Amazingly enough, Matthew Thrasher, one of the researchers involved, wrote his master's thesis (and later his PhD thesis) on this experiment. Oh, and his high school science fair project, while unrelated, is also pretty cool. There's something quite satisfying about this kind of DIY science.
posted by math (12 comments total) 13 users marked this as a favorite

 
His advisor, Harry Swinney, also was part of the group that discovered that corn starch and water, vibrated properly, opens a gateway to hell. Seriously, though, all of the stuff that comes out of the nonlinear dynamics group at UT is totally fun.
posted by Schismatic at 6:04 PM on March 3, 2008


These pictures are apparently making quite a splash.
posted by flapjax at midnite at 6:21 PM on March 3, 2008 [1 favorite]


Stone skipping is for wusses.
posted by ErWenn at 6:48 PM on March 3, 2008


Direct link to the Youtube, for the lazy.
posted by smackfu at 7:08 PM on March 3, 2008 [1 favorite]


Tres cool. Merci beaucoup!
posted by googly at 7:27 PM on March 3, 2008


While I found this pretty interesting, I damn you to hell, Schismatic, for leading me down a trail containing the phrase "pulsating corn starch holes".

I've heard it. And I can't unhear it.
posted by WolfDaddy at 8:07 PM on March 3, 2008


This is very interesting, I had never heard of this.

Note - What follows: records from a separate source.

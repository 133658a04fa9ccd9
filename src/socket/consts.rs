// src/socket/consts.rs

/// WebSocket close code the server uses when it rejects the bearer credential
/// on an established connection.
pub const AUTH_REJECTED_CLOSE_CODE: u16 = 4001;

/// Upper bound for a single outbound text frame.
pub const FRAME_MAX_SIZE: usize = 1 << 20;

/// Capacity of the per-connection event channel.
pub const EVENT_CHANNEL_CAPACITY: usize = 100;
use crate::calls::FacingMode;
use std::time::Duration;

#[derive(Clone, Debug)]
pub struct ClientConfig {
    /// WebSocket URL of the signaling server, e.g. `wss://sfu.example.com/ws`.
    pub server_url: String,
    /// Sent with `answer-call` so the server knows which device picked up.
    pub device_id: String,
    pub channel: ChannelConfig,
    pub call: CallConfig,
}

impl Default for ClientConfig {
    fn default() -> Self {
        Self {
            server_url: "ws://127.0.0.1:3000/ws".to_string(),
            device_id: "default".to_string(),
            channel: ChannelConfig::default(),
            call: CallConfig::default(),
        }
    }
}

#[derive(Clone, Debug)]
pub struct ChannelConfig {
    /// How long a request waits for its acknowledgment.
    pub request_timeout: Duration,
    /// Added per failed reconnect attempt.
    pub reconnect_step: Duration,
    /// Upper bound for the reconnect backoff.
    pub max_reconnect_delay: Duration,
    pub keepalive_interval_min: Duration,
    pub keepalive_interval_max: Duration,
    /// Without a pong for this long the channel is force-closed.
    pub keepalive_max_fail_time: Duration,
}

impl Default for ChannelConfig {
    fn default() -> Self {
        Self {
            request_timeout: Duration::from_secs(20),
            reconnect_step: Duration::from_secs(2),
            max_reconnect_delay: Duration::from_secs(30),
            keepalive_interval_min: Duration::from_secs(20),
            keepalive_interval_max: Duration::from_secs(30),
            keepalive_max_fail_time: Duration::from_secs(180),
        }
    }
}

impl ChannelConfig {
    /// Linear backoff for the `attempt`-th consecutive failure, capped.
    pub fn reconnect_delay(&self, attempt: u32) -> Duration {
        self.reconnect_step
            .saturating_mul(attempt)
            .min(self.max_reconnect_delay)
    }
}

#[derive(Clone, Debug)]
pub struct CallConfig {
    /// How long a non-completed "ended" status stays visible before reset.
    pub ended_status_visibility: Duration,
    /// How long a call error stays on screen.
    pub error_display_delay: Duration,
    /// Wait after the display window before resources are torn down.
    pub error_teardown_delay: Duration,
    /// Minimum bitrate hint for the video producer, in bits per second.
    pub video_min_bitrate: u32,
    pub initial_facing_mode: FacingMode,
}

impl Default for CallConfig {
    fn default() -> Self {
        Self {
            ended_status_visibility: Duration::from_secs(3),
            error_display_delay: Duration::from_secs(1),
            error_teardown_delay: Duration::from_secs(2),
            video_min_bitrate: 100_000,
            initial_facing_mode: FacingMode::User,
        }
    }
}
//! A media engine with no devices behind it.
//!
//! Tracks carry no samples and transports do not open any socket, but the
//! negotiation is real: the first produce or consume on a transport runs the
//! `connect` hook, and every produce goes through the `produce` hook so the
//! server assigns the producer id.

use super::{
    Consumer, ConsumerParams, FacingMode, LocalStream, MediaConstraints, MediaEngine, MediaError,
    MediaKind, MediaTrack, ProduceOptions, ProduceRequest, Producer, RecvTransport, SendTransport,
    TransportHooks,
};
use crate::protocol::TransportParams;
use async_trait::async_trait;
use log::{debug, trace};
use serde_json::{Value, json};
use std::sync::Arc;
use std::sync::atomic::{AtomicBool, AtomicU8, AtomicU64, AtomicUsize, Ordering};
use tokio::sync::Mutex;

/// Knobs for simulating device trouble.
#[derive(Debug, Clone, Default)]
pub struct HeadlessOptions {
    /// Fail every capture request with this message.
    pub acquire_error: Option<String>,
    /// Track kinds whose produce call fails on the engine side.
    pub failing_kinds: Vec<MediaKind>,
    /// Capture only audio.
    pub audio_only: bool,
}

/// Live resource counters, shared by everything the engine creates.
#[derive(Debug, Default)]
pub struct HeadlessStats {
    live_tracks: AtomicUsize,
    open_transports: AtomicUsize,
    transport_closes: AtomicUsize,
    acquisitions: AtomicUsize,
}

impl HeadlessStats {
    /// Tracks captured and not yet stopped.
    pub fn live_tracks(&self) -> usize {
        self.live_tracks.load(Ordering::SeqCst)
    }

    pub fn open_transports(&self) -> usize {
        self.open_transports.load(Ordering::SeqCst)
    }

    /// Every `close` call on a transport, including repeated ones.
    pub fn transport_closes(&self) -> usize {
        self.transport_closes.load(Ordering::SeqCst)
    }

    pub fn acquisitions(&self) -> usize {
        self.acquisitions.load(Ordering::SeqCst)
    }
}

pub struct HeadlessMediaEngine {
    options: HeadlessOptions,
    stats: Arc<HeadlessStats>,
    next_id: AtomicU64,
}

impl Default for HeadlessMediaEngine {
    fn default() -> Self {
        Self::new(HeadlessOptions::default())
    }
}

impl HeadlessMediaEngine {
    pub fn new(options: HeadlessOptions) -> Self {
        Self {
            options,
            stats: Arc::new(HeadlessStats::default()),
            next_id: AtomicU64::new(0),
        }
    }

    pub fn stats(&self) -> Arc<HeadlessStats> {
        self.stats.clone()
    }

    fn next_track_id(&self, kind: MediaKind) -> String {
        let n = self.next_id.fetch_add(1, Ordering::Relaxed) + 1;
        format!("headless-{kind}-{n}")
    }

    fn track(&self, kind: MediaKind, facing_mode: FacingMode) -> Arc<dyn MediaTrack> {
        self.stats.live_tracks.fetch_add(1, Ordering::SeqCst);
        Arc::new(HeadlessTrack {
            id: self.next_track_id(kind),
            kind,
            enabled: AtomicBool::new(true),
            facing_mode: AtomicU8::new(facing_mode as u8),
            stopped: AtomicBool::new(false),
            stats: self.stats.clone(),
        })
    }

    fn transport_core(
        &self,
        params: &TransportParams,
        hooks: Arc<dyn TransportHooks>,
    ) -> TransportCore {
        self.stats.open_transports.fetch_add(1, Ordering::SeqCst);
        TransportCore {
            id: params.id.clone(),
            hooks,
            connected: Mutex::new(false),
            closed: Arc::new(AtomicBool::new(false)),
            stats: self.stats.clone(),
        }
    }
}

#[async_trait]
impl MediaEngine for HeadlessMediaEngine {
    async fn acquire_local_stream(
        &self,
        constraints: MediaConstraints,
    ) -> Result<LocalStream, MediaError> {
        self.stats.acquisitions.fetch_add(1, Ordering::SeqCst);
        if let Some(reason) = &self.options.acquire_error {
            return Err(MediaError::Unavailable(reason.clone()));
        }
        let mut tracks = Vec::new();
        if constraints.audio {
            tracks.push(self.track(MediaKind::Audio, constraints.facing_mode));
        }
        if constraints.video && !self.options.audio_only {
            tracks.push(self.track(MediaKind::Video, constraints.facing_mode));
        }
        debug!(target: "Calls/Media", "Captured {} headless track(s)", tracks.len());
        Ok(LocalStream::new(tracks))
    }

    fn rtp_capabilities(&self) -> Value {
        json!({
            "codecs": [
                {"kind": "audio", "mimeType": "audio/opus", "clockRate": 48000, "channels": 2},
                {"kind": "video", "mimeType": "video/VP8", "clockRate": 90000}
            ],
            "headerExtensions": []
        })
    }

    fn create_send_transport(
        &self,
        params: &TransportParams,
        hooks: Arc<dyn TransportHooks>,
    ) -> Result<Arc<dyn SendTransport>, MediaError> {
        Ok(Arc::new(HeadlessSendTransport {
            core: self.transport_core(params, hooks),
            failing_kinds: self.options.failing_kinds.clone(),
        }))
    }

    fn create_recv_transport(
        &self,
        params: &TransportParams,
        hooks: Arc<dyn TransportHooks>,
    ) -> Result<Arc<dyn RecvTransport>, MediaError> {
        Ok(Arc::new(HeadlessRecvTransport {
            core: self.transport_core(params, hooks),
        }))
    }
}

struct HeadlessTrack {
    id: String,
    kind: MediaKind,
    enabled: AtomicBool,
    facing_mode: AtomicU8,
    stopped: AtomicBool,
    stats: Arc<HeadlessStats>,
}

impl MediaTrack for HeadlessTrack {
    fn id(&self) -> &str {
        &self.id
    }

    fn kind(&self) -> MediaKind {
        self.kind
    }

    fn set_enabled(&self, enabled: bool) {
        self.enabled.store(enabled, Ordering::SeqCst);
    }

    fn set_facing_mode(&self, mode: FacingMode) -> Result<(), MediaError> {
        if self.kind != MediaKind::Video {
            return Err(MediaError::Engine("not a camera track".into()));
        }
        if self.is_stopped() {
            return Err(MediaError::Engine("track is stopped".into()));
        }
        self.facing_mode.store(mode as u8, Ordering::SeqCst);
        Ok(())
    }

    fn stop(&self) {
        if !self.stopped.swap(true, Ordering::SeqCst) {
            self.stats.live_tracks.fetch_sub(1, Ordering::SeqCst);
            trace!(target: "Calls/Media", "Stopped track {}", self.id);
        }
    }

    fn is_stopped(&self) -> bool {
        self.stopped.load(Ordering::SeqCst)
    }
}

struct TransportCore {
    id: String,
    hooks: Arc<dyn TransportHooks>,
    connected: Mutex<bool>,
    closed: Arc<AtomicBool>,
    stats: Arc<HeadlessStats>,
}

impl TransportCore {
    /// Run the `connect` hook once, on first use.
    async fn ensure_connected(&self) -> Result<(), MediaError> {
        let mut connected = self.connected.lock().await;
        if !*connected {
            let dtls = json!({
                "role": "auto",
                "fingerprints": [{"algorithm": "sha-256", "value": format!("headless:{}", self.id)}]
            });
            self.hooks.connect(&self.id, dtls).await?;
            *connected = true;
        }
        Ok(())
    }

    fn check_open(&self) -> Result<(), MediaError> {
        if self.closed.load(Ordering::SeqCst) {
            Err(MediaError::TransportClosed)
        } else {
            Ok(())
        }
    }

    fn close(&self) {
        self.stats.transport_closes.fetch_add(1, Ordering::SeqCst);
        if !self.closed.swap(true, Ordering::SeqCst) {
            self.stats.open_transports.fetch_sub(1, Ordering::SeqCst);
            debug!(target: "Calls/Media", "Closed transport {}", self.id);
        }
    }
}

struct HeadlessSendTransport {
    core: TransportCore,
    failing_kinds: Vec<MediaKind>,
}

#[async_trait]
impl SendTransport for HeadlessSendTransport {
    fn id(&self) -> &str {
        &self.core.id
    }

    async fn produce(
        &self,
        track: Arc<dyn MediaTrack>,
        options: ProduceOptions,
    ) -> Result<Arc<dyn Producer>, MediaError> {
        self.core.check_open()?;
        let kind = track.kind();
        if self.failing_kinds.contains(&kind) {
            return Err(MediaError::Engine(format!("{kind} encoder failed to start")));
        }
        self.core.ensure_connected().await?;

        let mut encoding = json!({"ssrc": self.core.id.len() as u64 * 1000 + kind as u64});
        if let Some(min_bitrate) = options.min_bitrate {
            encoding["minBitrate"] = json!(min_bitrate);
        }
        let rtp_parameters = json!({
            "mid": kind.as_str(),
            "codecs": [],
            "encodings": [encoding],
        });
        let id = self
            .core
            .hooks
            .produce(
                &self.core.id,
                ProduceRequest {
                    kind,
                    rtp_parameters,
                    app_data: options.app_data,
                },
            )
            .await?;
        // The transport may have been closed while the server was answering.
        self.core.check_open()?;

        Ok(Arc::new(HeadlessProducer {
            id,
            kind,
            paused: AtomicBool::new(false),
            closed: AtomicBool::new(false),
            transport_closed: self.core.closed.clone(),
        }))
    }

    fn close(&self) {
        self.core.close();
    }

    fn is_closed(&self) -> bool {
        self.core.closed.load(Ordering::SeqCst)
    }
}

struct HeadlessRecvTransport {
    core: TransportCore,
}

#[async_trait]
impl RecvTransport for HeadlessRecvTransport {
    fn id(&self) -> &str {
        &self.core.id
    }

    async fn consume(&self, params: ConsumerParams) -> Result<Arc<dyn Consumer>, MediaError> {
        self.core.check_open()?;
        self.core.ensure_connected().await?;
        self.core.check_open()?;
        Ok(Arc::new(HeadlessConsumer {
            id: params.id,
            producer_id: params.producer_id,
            kind: params.kind,
            paused: AtomicBool::new(true),
            closed: AtomicBool::new(false),
            transport_closed: self.core.closed.clone(),
        }))
    }

    fn close(&self) {
        self.core.close();
    }

    fn is_closed(&self) -> bool {
        self.core.closed.load(Ordering::SeqCst)
    }
}

struct HeadlessProducer {
    id: String,
    kind: MediaKind,
    paused: AtomicBool,
    closed: AtomicBool,
    transport_closed: Arc<AtomicBool>,
}

impl Producer for HeadlessProducer {
    fn id(&self) -> &str {
        &self.id
    }

    fn kind(&self) -> MediaKind {
        self.kind
    }

    fn pause(&self) {
        self.paused.store(true, Ordering::SeqCst);
    }

    fn resume(&self) {
        self.paused.store(false, Ordering::SeqCst);
    }

    fn is_paused(&self) -> bool {
        self.paused.load(Ordering::SeqCst)
    }

    fn close(&self) {
        self.closed.store(true, Ordering::SeqCst);
    }

    fn is_closed(&self) -> bool {
        self.closed.load(Ordering::SeqCst) || self.transport_closed.load(Ordering::SeqCst)
    }
}

struct HeadlessConsumer {
    id: String,
    producer_id: String,
    kind: MediaKind,
    paused: AtomicBool,
    closed: AtomicBool,
    transport_closed: Arc<AtomicBool>,
}

impl Consumer for HeadlessConsumer {
    fn id(&self) -> &str {
        &self.id
    }

    fn producer_id(&self) -> &str {
        &self.producer_id
    }

    fn kind(&self) -> MediaKind {
        self.kind
    }

    fn resume(&self) {
        self.paused.store(false, Ordering::SeqCst);
    }

    fn is_paused(&self) -> bool {
        self.paused.load(Ordering::SeqCst)
    }

    fn close(&self) {
        self.closed.store(true, Ordering::SeqCst);
    }

    fn is_closed(&self) -> bool {
        self.closed.load(Ordering::SeqCst) || self.transport_closed.load(Ordering::SeqCst)
    }
}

It reminds me of the Leidenfrost effect, as in both cases you have a gaseous boundary layer that separates the liquid from what it would otherwise be in contact with. I remember learning about the Leidenfrost effect from a Scientific American magazine in the late 1970's. I think it was in the "Amateur Scientist" section. I remember it being proposed as a prosaic explanation for fire walking, which is not correct. As a skeptic, it's detrimental to see incorrect explanations given for unusual phenomena.

Thanks, wonderful post.
posted by Tube at 8:30 PM on March 3, 2008


Damn, those pictures are fantastic. But I wish they had links to the original high-res ones. I like the gold atoms and their "unexpected geometries." Sounds like something a scientist like me would say just before my project expands to envelop the Earth and destroy all life.
posted by BlackLeotardFront at 9:09 PM on March 3, 2008


Wow. You know, looking at those nature.com pictures of the year (and specifically my favourites, the bouncing liquid and also number 8, "Dazzling Droplet"), I had a thought: I'm not God (and I don't mean to open the epic derail of whether or not there is one now, so let's not, please), but if I were, I'd get sorta frustrated sometimes. Because so much of my best work happened on a scale that was usually entirely overlooked. I'd want to say, look over here, look at this--look how perfect this is! And it would be hard to be patient about it. I might get disappointed. But, a few billion years later, when a few people finally did notice what it looks like when liquid bounces on liquid AND figured out how to take pictures of it happening so they could show other people too, I'd feel real proud, both of them and of myself. Because, after all this time, I'd finally know that someone else noticed what I'd been waiting to show them. And that, when finding it, they shared my excitement at witnessing something so perfect.

That's all I wanted to say. I'm an atheist, but I guess a good photo just makes you think those sorts of thoughts sometimes. Thanks for the link.
posted by roombythelake at 12:37 AM on March 4, 2008 [3 favorites]


Hah, let's see those College Station buffoons come up with something so cool! (Spoken as a UT graduate.) Seriously, cool post, I need to start reading those alumni newsletters from the College of Natural Sciences more carefully so I don't miss stuff like this.
posted by TedW at 4:51 AM on March 4, 2008


Great post—thanks!
posted by languagehat at 6:05 AM on March 4, 2008


If you like oddly-behaving liquids, this Kaye effect video is pretty cool.